Insurance & Services:

·     AFL Q2 EPS $1.58 tops $1.46 est. on favorable claim trends in Japan (+$0.11) and the U.S. (+$0.06), partially offset by Corporate (-$0.06). Expenses were also a bit lower than forecast.

·     AIG Q2 EPS beat $1.75 vs $1.69 est. on a better core loss ratio +.05, lower cats +.02, higher investment income +.01, higher other operating income +.01; partially offset by lower reserve release -.09 and higher expenses -.02, as per KBW.

·     ALL Q2 EPS loss wider than expected on the core loss ratio -.24 and worse reserve development ratio -.03; partially offset by lower expenses -.12, and higher P&C investment income +.02. Mgmt also suspended the buyback.

·     AXS reported 2Q23 operating EPS of $2.23/share, beating consensus of $1.95 driven by lower-than-projected catastrophe losses ($32 mln vs. $48 mln est.; $0.13 beat), higher NII

·     ERIE will replace PDCE in the S&P MidCap 400 effective prior to the opening of trading on Tuesday, August 8. CVX is acquiring PDC Energy in a deal expected to be completed soon pending final conditions.

·     PRU Q2 EPS $2.90 misses $2.95 est. on higher expenses partially offset by better group results.

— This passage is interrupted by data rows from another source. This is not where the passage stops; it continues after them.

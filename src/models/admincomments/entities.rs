use serde::{Deserialize, Serialize};

use crate::errors::AdminCommentError;

// 评论区域
#[derive(Debug, Clone, Copy, PartialEq, Eq)]
pub enum CommentArea {
    AdminComments, // 常规管理员评论
    Upgrade,       // 数据迁移期间创建的评论
}

impl CommentArea {
    pub const ADMINCOMMENTS: &'static str = "submission_admincomments";
    pub const UPGRADE: &'static str = "submission_admincomments_upgrade";

    pub fn as_str(&self) -> &'static str {
        match self {
            CommentArea::AdminComments => Self::ADMINCOMMENTS,
            CommentArea::Upgrade => Self::UPGRADE,
        }
    }
}

impl std::fmt::Display for CommentArea {
    fn fmt(&self, f: &mut std::fmt::Formatter<'_>) -> std::fmt::Result {
        write!(f, "{}", self.as_str())
    }
}

impl std::str::FromStr for CommentArea {
    type Err = AdminCommentError;

    fn from_str(s: &str) -> Result<Self, Self::Err> {
        match s {
            CommentArea::ADMINCOMMENTS => Ok(CommentArea::AdminComments),
            CommentArea::UPGRADE => Ok(CommentArea::Upgrade),
            _ => Err(AdminCommentError::invalid_comment_area(format!(
                "无效的评论区域: '{s}'"
            ))),
        }
    }
}

/// 评论
///
/// `fullname`、`avatar`、`profile_url` 仅在单次渲染中附加，不会持久化。
#[derive(Debug, Clone, Serialize, Deserialize, PartialEq)]
pub struct Comment {
    pub id: i64,
    pub user_id: i64,
    #[serde(default)]
    pub content: String,
    pub comment_area: String,
    pub item_id: i64,
    #[serde(default)]
    pub delete: bool,
    #[serde(default, skip_serializing_if = "Option::is_none")]
    pub fullname: Option<String>,
    #[serde(default, skip_serializing_if = "Option::is_none")]
    pub avatar: Option<String>,
    #[serde(default)]
    pub profile_url: Option<String>,
}

#[cfg(test)]
mod tests {
    use super::*;

    #[test]
    fn test_comment_area_parse() {
        assert_eq!(
            "submission_admincomments".parse::<CommentArea>(),
            Ok(CommentArea::AdminComments)
        );
        assert_eq!(
            "submission_admincomments_upgrade".parse::<CommentArea>(),
            Ok(CommentArea::Upgrade)
        );
        let err = "submission_comments".parse::<CommentArea>().unwrap_err();
        assert_eq!(err.code(), "E101");
    }

    #[test]
    fn test_comment_defaults_from_host_payload() {
        let comment: Comment = serde_json::from_str(
            r#"{"id":1,"user_id":7,"comment_area":"submission_admincomments","item_id":42}"#,
        )
        .unwrap();
        assert!(!comment.delete);
        assert_eq!(comment.fullname, None);
        assert_eq!(comment.profile_url, None);
    }
}
pub mod entities;
pub mod requests;
pub mod responses;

PRU further normalizes for lower VII (-$0.11 vs. -$0.21 est.), unusual expenses (-$0.22), PGIM other revenues (-$0.04), underwriting experience (-$0.01), and seasonality (-$0.06) said KBW.

·     UNM Q2 EPS $2.06 tops $1.87 est. as Core business underwriting experience was broadly favorable, including a Group Disability benefit ratio of 59.4% vs. 60.5% est. Growth metrics were also strong, with core business premiums +4.7% vs. +3.7% est.

·     VOYA Q2 EPS $2.21 tops $1.92 est. primarily driven by very favorable Health underwriting while Wealth missed on weaker spread income.



Biotech & Pharma:

·     GSK sued PFE in Delaware federal court on Wednesday, accusing Pfizer’s respiratory syncytial virus (RSV) vaccine Abrysvo of violating GSK’s patent rights in its rival RSV shot Arexvy.

·     PCRX Q2 EPS $0.78 misses $0.81 Est. and sales $169.5M miss $175.6M est.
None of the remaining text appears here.